(Dataset excerpts)

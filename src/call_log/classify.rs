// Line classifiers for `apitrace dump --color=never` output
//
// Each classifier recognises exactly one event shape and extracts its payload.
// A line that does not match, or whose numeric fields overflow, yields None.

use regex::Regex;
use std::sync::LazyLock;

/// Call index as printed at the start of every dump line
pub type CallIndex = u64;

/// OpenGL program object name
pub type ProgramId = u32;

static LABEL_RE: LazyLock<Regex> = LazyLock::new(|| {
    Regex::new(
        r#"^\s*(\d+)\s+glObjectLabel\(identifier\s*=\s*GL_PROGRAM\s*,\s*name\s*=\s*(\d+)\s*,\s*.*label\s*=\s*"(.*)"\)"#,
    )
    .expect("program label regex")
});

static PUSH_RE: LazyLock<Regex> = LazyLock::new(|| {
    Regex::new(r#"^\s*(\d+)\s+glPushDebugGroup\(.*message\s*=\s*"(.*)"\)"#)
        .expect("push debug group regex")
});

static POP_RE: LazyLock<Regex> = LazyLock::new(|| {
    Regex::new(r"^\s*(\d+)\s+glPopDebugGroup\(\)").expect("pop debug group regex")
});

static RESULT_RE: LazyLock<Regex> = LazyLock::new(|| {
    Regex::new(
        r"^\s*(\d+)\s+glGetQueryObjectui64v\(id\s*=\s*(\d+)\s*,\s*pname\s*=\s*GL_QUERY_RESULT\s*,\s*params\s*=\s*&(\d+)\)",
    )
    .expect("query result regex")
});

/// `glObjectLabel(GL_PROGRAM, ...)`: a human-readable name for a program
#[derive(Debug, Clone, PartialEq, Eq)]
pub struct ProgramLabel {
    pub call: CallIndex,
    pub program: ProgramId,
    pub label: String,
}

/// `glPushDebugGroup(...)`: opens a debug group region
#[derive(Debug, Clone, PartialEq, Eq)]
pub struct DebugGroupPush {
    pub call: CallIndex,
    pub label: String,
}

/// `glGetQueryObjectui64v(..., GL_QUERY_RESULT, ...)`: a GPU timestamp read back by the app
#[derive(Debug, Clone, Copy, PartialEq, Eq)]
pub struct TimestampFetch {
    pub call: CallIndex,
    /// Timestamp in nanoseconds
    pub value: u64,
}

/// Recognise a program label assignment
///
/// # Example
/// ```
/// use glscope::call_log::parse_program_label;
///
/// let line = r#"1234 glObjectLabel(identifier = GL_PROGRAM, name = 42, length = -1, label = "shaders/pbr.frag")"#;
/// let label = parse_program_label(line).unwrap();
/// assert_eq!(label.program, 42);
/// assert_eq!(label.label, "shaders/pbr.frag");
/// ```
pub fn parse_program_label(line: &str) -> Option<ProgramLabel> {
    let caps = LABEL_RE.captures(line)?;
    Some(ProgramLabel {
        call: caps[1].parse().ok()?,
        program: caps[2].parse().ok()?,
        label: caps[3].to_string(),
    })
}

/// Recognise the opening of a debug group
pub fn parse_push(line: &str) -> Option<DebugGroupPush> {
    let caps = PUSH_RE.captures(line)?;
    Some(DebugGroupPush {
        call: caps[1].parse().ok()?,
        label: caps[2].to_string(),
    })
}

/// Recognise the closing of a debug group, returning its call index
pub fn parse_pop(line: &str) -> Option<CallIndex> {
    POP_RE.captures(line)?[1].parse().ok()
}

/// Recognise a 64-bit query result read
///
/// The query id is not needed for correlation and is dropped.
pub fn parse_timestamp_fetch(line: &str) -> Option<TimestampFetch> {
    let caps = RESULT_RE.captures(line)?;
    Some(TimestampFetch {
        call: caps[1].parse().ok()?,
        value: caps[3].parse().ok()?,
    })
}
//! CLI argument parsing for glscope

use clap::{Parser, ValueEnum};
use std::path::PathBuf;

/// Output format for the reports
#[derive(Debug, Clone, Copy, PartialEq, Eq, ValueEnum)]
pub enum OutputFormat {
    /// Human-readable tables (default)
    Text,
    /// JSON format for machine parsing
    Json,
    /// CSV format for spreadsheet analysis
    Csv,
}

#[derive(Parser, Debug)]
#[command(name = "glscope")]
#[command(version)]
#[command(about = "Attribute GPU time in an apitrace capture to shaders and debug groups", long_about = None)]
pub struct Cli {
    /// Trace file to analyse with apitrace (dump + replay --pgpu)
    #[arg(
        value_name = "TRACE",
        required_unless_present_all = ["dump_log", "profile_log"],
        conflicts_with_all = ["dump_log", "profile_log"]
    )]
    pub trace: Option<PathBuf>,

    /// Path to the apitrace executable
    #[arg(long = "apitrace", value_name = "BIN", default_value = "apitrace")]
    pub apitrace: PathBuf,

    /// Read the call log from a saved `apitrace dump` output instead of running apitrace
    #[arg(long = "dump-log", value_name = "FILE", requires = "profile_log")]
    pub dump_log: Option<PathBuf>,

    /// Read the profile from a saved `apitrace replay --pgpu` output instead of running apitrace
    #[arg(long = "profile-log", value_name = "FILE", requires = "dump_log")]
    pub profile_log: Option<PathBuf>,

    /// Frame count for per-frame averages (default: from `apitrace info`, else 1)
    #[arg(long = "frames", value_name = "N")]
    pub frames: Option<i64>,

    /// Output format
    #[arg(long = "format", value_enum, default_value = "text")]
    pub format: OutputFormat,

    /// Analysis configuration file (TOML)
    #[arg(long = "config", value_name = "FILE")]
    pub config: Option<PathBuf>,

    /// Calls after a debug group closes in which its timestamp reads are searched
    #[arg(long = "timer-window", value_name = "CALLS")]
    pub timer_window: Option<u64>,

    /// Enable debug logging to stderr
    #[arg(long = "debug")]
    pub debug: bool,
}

(End Dataset excerpts)

▶ Problem description:
Working through the records above, copy each line in which "caps" is found.

▶ Task solution:
    let caps = LABEL_RE.captures(line)?;
        call: caps[1].parse().ok()?,
        program: caps[2].parse().ok()?,
        label: caps[3].to_string(),
    let caps = PUSH_RE.captures(line)?;
        call: caps[1].parse().ok()?,
        label: caps[2].to_string(),
    let caps = RESULT_RE.captures(line)?;
        call: caps[1].parse().ok()?,
        value: caps[3].parse().ok()?,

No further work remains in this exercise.